It's not to everyone's taste, but 4e is far and away the best at what it does, and is actually a unique entry into the market. Let 4e "be D&D" for a decade. Reprint old systems occasionally, maybe, but the community doesn't really need 5e. I've seen NOTHING from the 5e playtest that made me want to use it over anything else I have on my shelf RIGHT NOW.

If I want fast, easy-to-play rules that don't totally sacrifice tactics? Savage Worlds nails it. If I want "classic" D&D? I've got hundreds of megabytes of OSR retroclones on PDF, print-on-demand, and my Rules Cyclopedia. If I want a more modern take on "classic" D&D, I've got Pathfinder (with excellent GM material from Paizo) and Fantasy Craft (which frankly blows every other d20 system out of the water). If I want "gritty" fantasy, I've got Runequest / Legend.

But if 5e is going to have ANY chance of winning me over, it needs to be FAR AND AWAY the most deeply supported version of D&D EVER. It needs to be OGL. It needs to allow third-party publishers to create supplements, modules, and settings. It needs if not innovative at least COMPETENT digital support. It needs to be available on PDF so I can use it with my Android tablet. There needs to be so much cool stuff available for it that I can't HELP but want to buy it. Every time I walk into my FLGS, if I'm not tempted to walk out with $100+ of D&D Next stuff, then it's a failure in my book. I've probably spent $700-800 on RPG stuff the last 24 months. Other than a $20 set of dungeon tiles, not a cent of that has been on WotC stuff.

I forget who said it in another thread, but it's absolutely the truth--I don't need D&D Next, but it definitely needs me.

I like that last line. And I think that may be what WotC are going for. They want to go after the three major splits, as I see them: Grognards (I despise that term, but it is convenient here), 3.x/Pathfinder, 4e.

My personal opinion, at this point in time, is that they simply cannot do this unless they actually support three different versions of the game, two of which are already receiving a great deal of support from the OGL industry and 4e will obviously receive that same support from its fans and companies. Of course, reprinting could go a long way (1e core books and 3.5 reprints already released or announced), especially if they stick with editionless support, like the recent Menzo setting.

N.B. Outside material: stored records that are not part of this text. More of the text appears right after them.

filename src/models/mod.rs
pub mod availability;
pub mod booking;
pub mod directive;
pub mod message;

pub use availability::{AvailabilityStatus, AvailabilitySummary, BusinessHours, BusyInterval};
pub use booking::BookingResult;
pub use directive::BookingDirective;
pub use message::{InboundMessage, TelegramChat, TelegramMessage, TelegramUpdate};
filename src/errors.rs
/// Failure taxonomy for one orchestration run.
///
/// Every variant is caught at the component that produced it and turned
/// into either a degraded-but-valid value (unknown availability, "no
/// directive") or a deterministic user-facing message. Nothing here ever
/// crosses the webhook boundary as an HTTP error.
#[derive(Debug, thiserror::Error)]
pub enum AppError {
    #[error("calendar unavailable: {0}")]
    CalendarUnavailable(String),

    #[error("invalid date/time: {0}")]
    InvalidDateTime(String),

    #[error("malformed directive payload: {0}")]
    MalformedDirective(String),

    #[error("slot conflict")]
    SlotConflict,

    #[error("delivery failure after {attempts} attempts")]
    DeliveryFailure { attempts: u32 },

    #[error("language model failure: {0}")]
    UpstreamModelFailure(String),
}
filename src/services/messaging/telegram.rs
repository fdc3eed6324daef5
use std::time::Duration;

use anyhow::Context;
use async_trait::async_trait;
use serde::Deserialize;
use serde_json::json;

use super::MessagingProvider;

const CALL_TIMEOUT: Duration = Duration::from_secs(10);

pub struct TelegramChannel {
    bot_token: String,
    client: reqwest::Client,
}

impl TelegramChannel {
    pub fn new(bot_token: String) -> Self {
        Self {
            bot_token,
            client: reqwest::Client::new(),
        }
    }
}

#[derive(Deserialize)]
struct SendMessageResponse {
    ok: bool,
    #[serde(default)]
    description: Option<String>,
}

#[async_trait]
impl MessagingProvider for TelegramChannel {
    async fn send_message(&self, chat_id: i64, text: &str) -> anyhow::Result<()> {
        let url = format!("https://api.telegram.org/bot{}/sendMessage", self.bot_token);

        let resp = self
            .client
            .post(&url)
            .timeout(CALL_TIMEOUT)
            .json(&json!({ "chat_id": chat_id, "text": text }))
            .send()
            .await
            .context("failed to call Telegram sendMessage")?;

        let status = resp.status();
        let body: SendMessageResponse = resp
            .json()
            .await
            .context("failed to parse Telegram response")?;

        // Telegram's own ok flag decides success, not the HTTP status.
        if !body.ok {
            anyhow::bail!(
                "Telegram rejected message ({}): {}",
                status,
                body.description.unwrap_or_else(|| "no description".into())
            );
        }

        Ok(())
    }
}
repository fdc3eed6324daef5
use crate::config::AppConfig;
use crate::services::ai::LlmProvider;
use crate::services::calendar::CalendarProvider;
use crate::services::messaging::DeliveryChannel;

/// Immutable wiring for the whole process, built once in `main` and shared
/// behind an `Arc`. Orchestration runs hold no state of their own.
pub struct AppState {
    pub config: AppConfig,
    pub llm: Box<dyn LlmProvider>,
    pub calendar: Box<dyn CalendarProvider>,
    pub delivery: DeliveryChannel,
}
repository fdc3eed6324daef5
pub mod google;

use async_trait::async_trait;
use chrono::{DateTime, NaiveDate, Utc};
use chrono_tz::Tz;

/// Start or end of a provider event. Timed events carry `date_time`;
/// all-day events only carry `date`.
#[derive(Debug, Clone, Default)]
pub struct EventTime {
    pub date_time: Option<DateTime<Utc>>,
    pub date: Option<NaiveDate>,
}

/// A provider event as returned by the list call. Owned by the external
/// calendar; this system never caches it across runs.
#[derive(Debug, Clone)]
pub struct CalendarEvent {
    pub id: String,
    pub summary: Option<String>,
    pub start: EventTime,
    pub end: EventTime,
}

/// Event to be inserted. Times are rendered with an explicit IANA
/// timezone so the provider stores wall-clock intent, not just an instant.
#[derive(Debug, Clone)]
pub struct NewEvent {
    pub summary: String,
    pub description: Option<String>,
    pub start: DateTime<Tz>,
    pub end: DateTime<Tz>,
}

#[derive(Debug, Clone, Default)]
pub struct CreatedEvent {
    pub id: Option<String>,
    pub html_link: Option<String>,
}

/// Calendar seam: one list call, one insert call. The committer's
/// conflict check and the availability reader both go through `list_events`
/// so tests can script the calendar.
#[async_trait]
pub trait CalendarProvider: Send + Sync {
    /// Events intersecting `[time_min, time_max]`, recurring events
    /// expanded to single instances, ordered by start time.
    async fn list_events(
        &self,
        time_min: DateTime<Tz>,
        time_max: DateTime<Tz>,
    ) -> anyhow::Result<Vec<CalendarEvent>>;

    async fn insert_event(&self, event: &NewEvent) -> anyhow::Result<CreatedEvent>;
}
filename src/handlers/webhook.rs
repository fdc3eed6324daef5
use std::sync::Arc;

use axum::body::Bytes;
use axum::extract::State;
use axum::http::{HeaderMap, StatusCode};

use crate::models::TelegramUpdate;
use crate::services::orchestrator;
use crate::state::AppState;

/// Inbound Telegram webhook. Acknowledges immediately and runs the
/// orchestration as a detached task — Telegram applies short delivery
/// timeouts, so the ack must never wait on model or calendar calls.
///
/// The body is decoded leniently: Telegram redelivers non-2xx updates
/// indefinitely, so anything undecodable is acknowledged as a no-op
/// rather than rejected.
pub async fn telegram_webhook(
    State(state): State<Arc<AppState>>,
    headers: HeaderMap,
    body: Bytes,
) -> StatusCode {
    // Shared-secret check (skip if unset — dev mode).
    if !state.config.webhook_secret.is_empty() {
        let provided = headers
            .get("x-telegram-bot-api-secret-token")
            .and_then(|v| v.to_str().ok())
            .unwrap_or("");
        if provided != state.config.webhook_secret {
            tracing::warn!("webhook secret mismatch, rejecting update");
            return StatusCode::FORBIDDEN;
        }
    }

    let update: TelegramUpdate = match serde_json::from_slice(&body) {
        Ok(update) => update,
        Err(e) => {
            tracing::warn!(error = %e, "undecodable update body, acking as no-op");
            return StatusCode::OK;
        }
    };

    // Updates without a text message (stickers, edits, joins) are
    // acknowledged and dropped.
    let Some(inbound) = update.into_inbound() else {
        return StatusCode::OK;
    };

    let state = Arc::clone(&state);
    tokio::spawn(async move {
        orchestrator::handle_message(&state, inbound).await;
    });

    StatusCode::OK
}
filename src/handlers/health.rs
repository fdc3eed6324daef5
use axum::Json;

pub async fn health() -> Json<serde_json::Value> {
    Json(serde_json::json!({ "status": "ok" }))
}
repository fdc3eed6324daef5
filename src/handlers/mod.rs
pub mod health;
pub mod webhook;
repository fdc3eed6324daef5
pub mod ai;
pub mod availability;
pub mod calendar;
pub mod committer;
pub mod directive;
pub mod messaging;
pub mod orchestrator;
use crate::{components::common::LinkButton, pages::landing::utils::STATIC_NAV_LINKS};
use leptos::*;
use rust_i18n::t;

#[component]
pub fn NavigationButtons() -> impl IntoView {
    view! {
        <nav class="flex w-full flex-col gap-4">
            {STATIC_NAV_LINKS
                .into_iter()
                .map(|link| {
                    view! {
                        <LinkButton
                            href=link.href
                            variant=link.variant
                            icon=link.icon
                            block=true
                        >
                            {t!(link.label_key).to_string()}
                        </LinkButton>
                    }
                })
                .collect_view()}
        </nav>
    }
}
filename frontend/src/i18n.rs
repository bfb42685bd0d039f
//! Locale selection for the rust-i18n catalogs under `locales/`.

pub const DEFAULT_LOCALE: &str = "zh-CN";

pub fn is_available(locale: &str) -> bool {
    rust_i18n::available_locales!()
        .iter()
        .any(|known| *known == locale)
}

pub fn resolve_locale(requested: Option<&str>) -> &str {
    match requested {
        Some(locale) if is_available(locale) => locale,
        Some(locale) => {
            log::warn!(
                "locale {:?} is not available, using {}",
                locale,
                DEFAULT_LOCALE
            );
            DEFAULT_LOCALE
        }
        None => DEFAULT_LOCALE,
    }
}

pub fn apply_locale(requested: Option<&str>) {
    let locale = resolve_locale(requested);
    rust_i18n::set_locale(locale);
    log::debug!("locale set to {}", locale);
}
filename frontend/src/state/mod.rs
pub mod viewport;
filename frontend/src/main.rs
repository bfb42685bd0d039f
fn main() {
    webook_frontend::start();
}
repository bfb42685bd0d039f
use leptos::*;

#[component]
pub fn Card(#[prop(optional, into)] class: String, children: Children) -> impl IntoView {
    view! {
        <div class=format!(
            "w-full max-w-sm rounded-lg border border-border-subtle bg-surface-elevated p-6 shadow-md {}",
            class
        )>
            {children()}
        </div>
    }
}

#[cfg(all(test, not(target_arch = "wasm32")))]
mod host_tests {
    use super::*;
    use crate::test_support::ssr::render_to_string;

    #[test]
    fn card_wraps_children() {
        let html = render_to_string(|| view! { <Card class="space-y-4"><p>"inside"</p></Card> });
        assert!(html.contains("shadow-md"));
        assert!(html.contains("space-y-4"));
        assert!(html.contains("inside"));
    }
}
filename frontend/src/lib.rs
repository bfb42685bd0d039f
use leptos::*;

rust_i18n::i18n!("locales", fallback = "zh-CN");

mod components;
pub mod config;
pub mod i18n;
mod pages;
pub mod router;
mod state;
#[cfg(test)]
mod test_support;

fn log_level() -> log::Level {
    if cfg!(debug_assertions) {
        log::Level::Debug
    } else {
        log::Level::Info
    }
}

pub fn start() {
    console_error_panic_hook::set_once();
    if console_log::init_with_level(log_level()).is_err() {
        web_sys::console::warn_1(&"logger already initialized".into());
    }
    log::info!("Starting 小微书 frontend (wasm)");

    // Config is loaded before mounting so the first render already uses it.
    // window.__WEBOOK_CONFIG takes precedence over ./config.json.
    spawn_local(async move {
        let cfg = config::init().await;
        i18n::apply_locale(cfg.locale.as_deref());
        log::debug!("runtime config initialized: {:?}", cfg);
        router::mount_app(cfg.landing);
    });
}
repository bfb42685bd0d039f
use leptos::*;

#[derive(Clone, Copy, Debug, PartialEq, Eq, Default)]
pub enum ButtonVariant {
    #[default]
    Primary,
    Outline,
}

impl ButtonVariant {
    pub fn classes(&self) -> &'static str {
        match self {
            ButtonVariant::Primary => "bg-action-primary-bg hover:bg-action-primary-bg-hover text-action-primary-text border-transparent shadow-sm focus-visible:outline focus-visible:outline-2 focus-visible:outline-offset-2 focus-visible:outline-action-primary-focus",
            ButtonVariant::Outline => "bg-surface hover:border-action-primary-bg hover:text-action-primary-bg text-fg border-border-strong",
        }
    }
}

/// Navigation rendered as a button-styled anchor. `rel="external"` keeps the
/// router's click handler off the link so the browser loads `href` itself.
#[component]
pub fn LinkButton(
    #[prop(into)] href: MaybeSignal<String>,
    #[prop(optional)] variant: ButtonVariant,
    #[prop(optional)] icon: Option<&'static str>,
    #[prop(optional)] block: bool,
    children: Children,
) -> impl IntoView {
    let width = if block { "w-full" } else { "" };
    view! {
        <a
            href=move || href.get()
            rel="external"
            class=format!(
                "inline-flex items-center justify-center gap-2 rounded-md border px-6 py-3 text-base font-medium transition-colors duration-200 {} {}",
                variant.classes(),
                width
            )
        >
            {icon.map(|icon| view! { <i class=format!("fas {}", icon) aria-hidden="true"></i> })}
            <span>{children()}</span>
        </a>
    }
}

#[cfg(test)]
mod tests {
    use super::*;

    #[test]
    fn primary_variant_includes_primary_class() {
        let classes = ButtonVariant::Primary.classes();
        assert!(classes.contains("bg-action-primary-bg"));
    }

    #[test]
    fn outline_variant_is_bordered() {
        let classes = ButtonVariant::Outline.classes();
        assert!(classes.contains("border-border-strong"));
        assert!(!classes.contains("text-action-primary-text"));
    }
}

#[cfg(all(test, not(target_arch = "wasm32")))]
mod host_tests {
    use super::*;
    use crate::test_support::ssr::render_to_string;

    #[test]
    fn link_button_renders_anchor_with_icon() {
        let html = render_to_string(|| {
            view! {
                <LinkButton href="/articles/list" icon="fa-book-open" block=true>
                    "文章列表"
                </LinkButton>
            }
        });
        assert!(html.contains("href=\"/articles/list\""));
        assert!(html.contains("rel=\"external\""));
        assert!(html.contains("fa-book-open"));
        assert!(html.contains("w-full"));
        assert!(html.contains("文章列表"));
    }
}
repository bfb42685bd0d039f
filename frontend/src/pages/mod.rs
pub mod landing;
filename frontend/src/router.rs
use leptos::*;
use leptos_meta::*;
use leptos_router::*;
use rust_i18n::t;

use crate::{config::LandingSettings, pages::landing::LandingPage};

pub const ROUTE_PATHS: &[&str] = &["/"];

/// Destinations served by pages outside this app. Their anchors carry
/// `rel="external"`, so `<Router>` leaves the navigation to the browser.
pub const EXTERNAL_ROUTE_PATHS: &[&str] = &[
    crate::pages::landing::utils::LOGIN_PATH,
    crate::pages::landing::utils::ARTICLE_LIST_PATH,
    crate::pages::landing::utils::ARTICLE_EDIT_PATH,
    crate::pages::landing::utils::ARTICLE_VIEW_PATH,
];

pub fn mount_app(settings: LandingSettings) {
    mount_to_body(move || app_root(settings));
}

pub fn app_root(settings: LandingSettings) -> impl IntoView {
    provide_meta_context();
    provide_context(settings);
    let title = t!("app.title").to_string();
    view! {
        <Title text=title/>
        <Router>
            <Routes>
                <Route path="/" view=LandingPage/>
            </Routes>
        </Router>
    }
}

#[cfg(test)]
mod tests {
    use super::*;
    use std::collections::HashSet;

    #[test]
    fn external_routes_are_stable() {
        assert_eq!(
            EXTERNAL_ROUTE_PATHS,
            &["/users/login", "/articles/list", "/articles/edit", "/articles/view"]
        );
    }

    #[test]
    fn external_routes_do_not_shadow_app_routes() {
        let own: HashSet<&str> = ROUTE_PATHS.iter().copied().collect();
        for path in EXTERNAL_ROUTE_PATHS {
            assert!(!own.contains(path), "route mounted locally: {}", path);
        }
    }
}
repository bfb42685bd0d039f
#[cfg(not(target_arch = "wasm32"))]
pub mod ssr;
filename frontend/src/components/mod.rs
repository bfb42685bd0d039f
pub mod cards;
pub mod common;
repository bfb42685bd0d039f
use crate::{components::common::ButtonVariant, config::ArticleIdEncoding};
use percent_encoding::{utf8_percent_encode, AsciiSet, NON_ALPHANUMERIC};

pub const LOGIN_PATH: &str = "/users/login";
pub const ARTICLE_LIST_PATH: &str = "/articles/list";
pub const ARTICLE_EDIT_PATH: &str = "/articles/edit";
pub const ARTICLE_VIEW_PATH: &str = "/articles/view";

pub const DEFAULT_ARTICLE_ID: &str = "1";

// RFC 3986 unreserved characters stay literal.
const QUERY_VALUE: &AsciiSet = &NON_ALPHANUMERIC
    .remove(b'-')
    .remove(b'.')
    .remove(b'_')
    .remove(b'~');

#[derive(Clone, Copy, Debug, PartialEq, Eq)]
pub struct NavLink {
    pub href: &'static str,
    pub label_key: &'static str,
    pub icon: &'static str,
    pub variant: ButtonVariant,
}

pub const STATIC_NAV_LINKS: [NavLink; 3] = [
    NavLink {
        href: LOGIN_PATH,
        label_key: "landing.login",
        icon: "fa-user",
        variant: ButtonVariant::Primary,
    },
    NavLink {
        href: ARTICLE_LIST_PATH,
        label_key: "landing.article_list",
        icon: "fa-book-open",
        variant: ButtonVariant::Outline,
    },
    NavLink {
        href: ARTICLE_EDIT_PATH,
        label_key: "landing.write_article",
        icon: "fa-pen-to-square",
        variant: ButtonVariant::Outline,
    },
];

pub fn view_article_href(article_id: &str, encoding: ArticleIdEncoding) -> String {
    match encoding {
        ArticleIdEncoding::Verbatim => format!("{}?id={}", ARTICLE_VIEW_PATH, article_id),
        ArticleIdEncoding::Percent => format!(
            "{}?id={}",
            ARTICLE_VIEW_PATH,
            utf8_percent_encode(article_id, QUERY_VALUE)
        ),
    }
}
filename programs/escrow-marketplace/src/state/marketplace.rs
use anchor_lang::prelude::*;

use crate::constants::{BPS_DENOMINATOR, MAX_FEE_BPS, MAX_NAME_LEN};
use crate::errors::MarketplaceError;

#[account]
pub struct Marketplace {
    pub admin: Pubkey,      // 32 bytes - creating/controlling identity
    pub fee_bps: u16,       // 2 bytes - marketplace fee (basis points)
    pub bump: u8,           // 1 byte
    pub treasury_bump: u8,  // 1 byte - bump of the derived treasury PDA
    pub name: String,       // 4 + 32 bytes - immutable, part of the PDA seed
}

impl Marketplace {
    pub const SIZE: usize = 32 + 2 + 1 + 1 + 4 + MAX_NAME_LEN;

    pub fn is_valid_name(name: &str) -> bool {
        !name.is_empty() && name.len() <= MAX_NAME_LEN
    }

    pub fn is_valid_fee(fee_bps: u16) -> bool {
        fee_bps <= MAX_FEE_BPS
    }

    /// Splits a listing price into (seller_share, fee). The fee is floored,
    /// so any truncated remainder stays with the seller and the two parts
    /// always sum back to the price.
    pub fn split_price(&self, price: u64) -> Result<(u64, u64)> {
        let fee = price
            .checked_mul(self.fee_bps as u64)
            .ok_or(MarketplaceError::MathOverflow)?
            .checked_div(BPS_DENOMINATOR)
            .ok_or(MarketplaceError::MathOverflow)?;

        let seller_share = price
            .checked_sub(fee)
            .ok_or(MarketplaceError::MathOverflow)?;

        Ok((seller_share, fee))
    }
}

In order to win me over, 5e needs to be significantly better at providing me with a D&D experience than my current edition of choice (3e). As for what that actually means, it is both ill-defined and necessarily subjective - I'll know it when I see it.

In particular, I'm not particularly interested in 'modularity'. If I have to make significant changes from the Core, whether these are house rules or are the "official house rules" that modules represent, the game will quickly reach a point where it's just not worth my effort. I know that's a very demanding requirement, but there it is: the Core needs to nearly match my requirements in order to win me over.

Hey, nothing wrong with being selfish! We all want what we want and that is subjective. We all have fun in different ways. If I am to be completely honest, I made this thread to see if I was even close to being the target audience for 5e. I'm not completely convinced that I am! Sometimes I feel lost in the shuffle because the edition warring seems to pit 3.x vs. 4e most often. And, frankly, I am quite happy with C&C and not really looking for another system. That's why I selfishly listed I want a published commitment from WotC to stick with 5e for at least a decade.

If conversion to 5e was painless and simple, and I knew it was going to be supported for at least ten years, I could maybe justify the switch. That's still a big maybe. I'm knocking on the door of forty years old. Sticking with a system feels more important to me now than having the latest greatest toys to play with. My campaign and world are more important than the system in which they run.

I have really enjoyed reading everyone else's ideas and choices. We are a diverse bunch! I admit where some see weakness, I see strengths and vice versa. I loved the comment about D&D needing to be able to support Airbenders and Jedi more than traditional fantasy elements. To me, a good core game mechanic can support any genre. If it's balanced well, I think it can support them at the same game and table! I hear Savage Worlds is really good at this. It would be great to have a Jedi, Wuxia Monk, Grim Fighting Man, Billy the Kid and a Caveman as a party.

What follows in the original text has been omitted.